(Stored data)

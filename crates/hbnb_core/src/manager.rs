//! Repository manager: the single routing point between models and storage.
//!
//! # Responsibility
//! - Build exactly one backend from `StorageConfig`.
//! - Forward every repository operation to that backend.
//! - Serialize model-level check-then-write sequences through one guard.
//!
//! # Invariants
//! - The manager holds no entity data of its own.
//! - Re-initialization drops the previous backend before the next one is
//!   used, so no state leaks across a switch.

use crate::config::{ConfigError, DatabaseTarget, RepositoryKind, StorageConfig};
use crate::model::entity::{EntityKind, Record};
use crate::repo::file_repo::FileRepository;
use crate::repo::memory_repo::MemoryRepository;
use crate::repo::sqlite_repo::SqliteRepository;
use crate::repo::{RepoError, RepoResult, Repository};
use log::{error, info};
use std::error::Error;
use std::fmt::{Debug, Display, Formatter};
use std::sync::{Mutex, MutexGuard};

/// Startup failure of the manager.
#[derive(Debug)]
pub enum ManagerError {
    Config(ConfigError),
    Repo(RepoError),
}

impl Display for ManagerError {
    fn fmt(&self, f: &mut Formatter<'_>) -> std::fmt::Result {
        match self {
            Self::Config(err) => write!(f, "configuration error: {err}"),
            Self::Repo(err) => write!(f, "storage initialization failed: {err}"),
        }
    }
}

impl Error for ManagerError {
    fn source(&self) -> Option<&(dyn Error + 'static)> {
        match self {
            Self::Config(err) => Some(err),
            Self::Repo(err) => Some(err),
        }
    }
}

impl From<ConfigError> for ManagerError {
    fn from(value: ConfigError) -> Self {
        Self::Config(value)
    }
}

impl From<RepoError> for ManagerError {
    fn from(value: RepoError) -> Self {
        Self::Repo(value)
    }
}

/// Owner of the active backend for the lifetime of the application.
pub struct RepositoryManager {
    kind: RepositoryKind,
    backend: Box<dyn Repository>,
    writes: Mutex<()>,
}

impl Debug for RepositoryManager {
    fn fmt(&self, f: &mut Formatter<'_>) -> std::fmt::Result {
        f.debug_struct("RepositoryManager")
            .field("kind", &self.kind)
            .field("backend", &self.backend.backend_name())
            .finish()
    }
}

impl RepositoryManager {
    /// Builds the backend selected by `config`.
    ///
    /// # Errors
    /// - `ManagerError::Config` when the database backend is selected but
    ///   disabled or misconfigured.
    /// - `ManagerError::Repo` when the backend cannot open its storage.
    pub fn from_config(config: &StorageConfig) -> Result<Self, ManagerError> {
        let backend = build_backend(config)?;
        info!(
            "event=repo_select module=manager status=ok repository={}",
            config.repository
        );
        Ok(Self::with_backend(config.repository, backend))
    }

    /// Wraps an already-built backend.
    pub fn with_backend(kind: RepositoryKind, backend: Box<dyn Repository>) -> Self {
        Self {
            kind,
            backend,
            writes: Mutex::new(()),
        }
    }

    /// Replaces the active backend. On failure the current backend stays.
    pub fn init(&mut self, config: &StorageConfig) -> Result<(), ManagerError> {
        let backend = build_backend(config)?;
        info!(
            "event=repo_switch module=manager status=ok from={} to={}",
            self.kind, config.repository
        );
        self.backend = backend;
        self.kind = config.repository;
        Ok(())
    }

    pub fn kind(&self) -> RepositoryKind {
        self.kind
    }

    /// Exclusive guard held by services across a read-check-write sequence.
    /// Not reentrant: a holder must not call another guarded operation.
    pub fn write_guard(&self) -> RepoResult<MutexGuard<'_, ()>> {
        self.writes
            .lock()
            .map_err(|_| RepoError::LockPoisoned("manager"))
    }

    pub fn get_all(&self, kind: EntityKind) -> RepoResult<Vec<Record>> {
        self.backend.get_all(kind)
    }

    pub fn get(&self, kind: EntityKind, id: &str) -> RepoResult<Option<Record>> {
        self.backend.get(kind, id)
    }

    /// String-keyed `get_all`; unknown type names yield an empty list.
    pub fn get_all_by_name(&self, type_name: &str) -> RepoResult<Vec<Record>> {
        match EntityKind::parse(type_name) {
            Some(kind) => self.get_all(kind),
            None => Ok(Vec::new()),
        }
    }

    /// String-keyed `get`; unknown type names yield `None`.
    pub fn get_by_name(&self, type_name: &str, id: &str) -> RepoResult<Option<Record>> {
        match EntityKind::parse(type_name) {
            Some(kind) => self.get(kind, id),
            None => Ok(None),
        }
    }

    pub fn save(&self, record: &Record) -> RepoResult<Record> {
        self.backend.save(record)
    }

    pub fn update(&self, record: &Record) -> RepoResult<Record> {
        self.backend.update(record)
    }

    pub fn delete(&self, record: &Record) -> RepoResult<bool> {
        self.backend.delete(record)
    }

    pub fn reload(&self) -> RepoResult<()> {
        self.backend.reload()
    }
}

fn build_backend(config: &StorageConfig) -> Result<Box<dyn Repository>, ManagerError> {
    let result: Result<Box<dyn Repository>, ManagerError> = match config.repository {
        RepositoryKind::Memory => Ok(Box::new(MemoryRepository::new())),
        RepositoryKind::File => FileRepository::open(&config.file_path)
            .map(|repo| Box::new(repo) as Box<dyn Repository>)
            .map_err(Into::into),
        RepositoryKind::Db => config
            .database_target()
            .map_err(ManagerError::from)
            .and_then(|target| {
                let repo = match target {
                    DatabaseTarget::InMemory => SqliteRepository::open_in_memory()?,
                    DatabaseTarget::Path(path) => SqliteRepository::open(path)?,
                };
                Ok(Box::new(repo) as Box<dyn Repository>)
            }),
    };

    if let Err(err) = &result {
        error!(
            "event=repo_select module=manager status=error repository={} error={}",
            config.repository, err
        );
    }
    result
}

◆ WHAT TO PRODUCE
Extract every line containing the string "names" from the data above.

◆ ANSWER BOX
    /// String-keyed `get_all`; unknown type names yield an empty list.
    /// String-keyed `get`; unknown type names yield `None`.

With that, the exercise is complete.